_Problem to work on:_
Search the listing for the word "Clone". Copy every line where it is found.

_Task inputs:_

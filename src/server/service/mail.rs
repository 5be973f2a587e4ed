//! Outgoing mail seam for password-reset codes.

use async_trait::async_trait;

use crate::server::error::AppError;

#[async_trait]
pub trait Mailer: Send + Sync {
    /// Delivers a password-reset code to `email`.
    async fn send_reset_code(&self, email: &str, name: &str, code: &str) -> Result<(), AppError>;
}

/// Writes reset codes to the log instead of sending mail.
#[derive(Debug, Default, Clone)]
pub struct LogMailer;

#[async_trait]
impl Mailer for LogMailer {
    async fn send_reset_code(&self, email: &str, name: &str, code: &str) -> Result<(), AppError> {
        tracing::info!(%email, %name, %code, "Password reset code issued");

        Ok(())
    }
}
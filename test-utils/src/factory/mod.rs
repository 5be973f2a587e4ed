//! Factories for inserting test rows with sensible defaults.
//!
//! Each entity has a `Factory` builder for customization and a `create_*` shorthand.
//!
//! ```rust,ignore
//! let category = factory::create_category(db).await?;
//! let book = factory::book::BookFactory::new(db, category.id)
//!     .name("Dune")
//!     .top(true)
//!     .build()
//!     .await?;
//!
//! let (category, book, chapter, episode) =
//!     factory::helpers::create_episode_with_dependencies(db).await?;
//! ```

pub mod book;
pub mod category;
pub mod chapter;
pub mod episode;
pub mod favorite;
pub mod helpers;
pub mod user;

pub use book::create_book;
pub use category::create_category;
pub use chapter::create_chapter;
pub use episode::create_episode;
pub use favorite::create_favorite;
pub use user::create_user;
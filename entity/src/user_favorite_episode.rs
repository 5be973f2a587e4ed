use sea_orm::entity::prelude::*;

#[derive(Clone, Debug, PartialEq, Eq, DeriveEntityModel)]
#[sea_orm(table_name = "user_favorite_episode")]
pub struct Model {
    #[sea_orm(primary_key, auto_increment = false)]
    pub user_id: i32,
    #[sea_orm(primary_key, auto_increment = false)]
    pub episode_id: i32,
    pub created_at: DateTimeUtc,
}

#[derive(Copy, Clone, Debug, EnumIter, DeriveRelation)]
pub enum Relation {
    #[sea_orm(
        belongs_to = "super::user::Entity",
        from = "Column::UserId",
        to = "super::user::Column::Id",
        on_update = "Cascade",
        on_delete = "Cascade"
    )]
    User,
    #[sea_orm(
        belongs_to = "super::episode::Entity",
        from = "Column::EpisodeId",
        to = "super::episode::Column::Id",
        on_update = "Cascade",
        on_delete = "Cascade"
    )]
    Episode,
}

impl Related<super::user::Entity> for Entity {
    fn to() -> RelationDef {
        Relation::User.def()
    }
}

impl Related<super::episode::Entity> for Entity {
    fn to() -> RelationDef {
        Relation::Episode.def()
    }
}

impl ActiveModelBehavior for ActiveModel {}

_Response to this exercise:_
#[derive(Debug, Default, Clone)]
#[derive(Clone, Debug, PartialEq, Eq, DeriveEntityModel)]
#[derive(Copy, Clone, Debug, EnumIter, DeriveRelation)]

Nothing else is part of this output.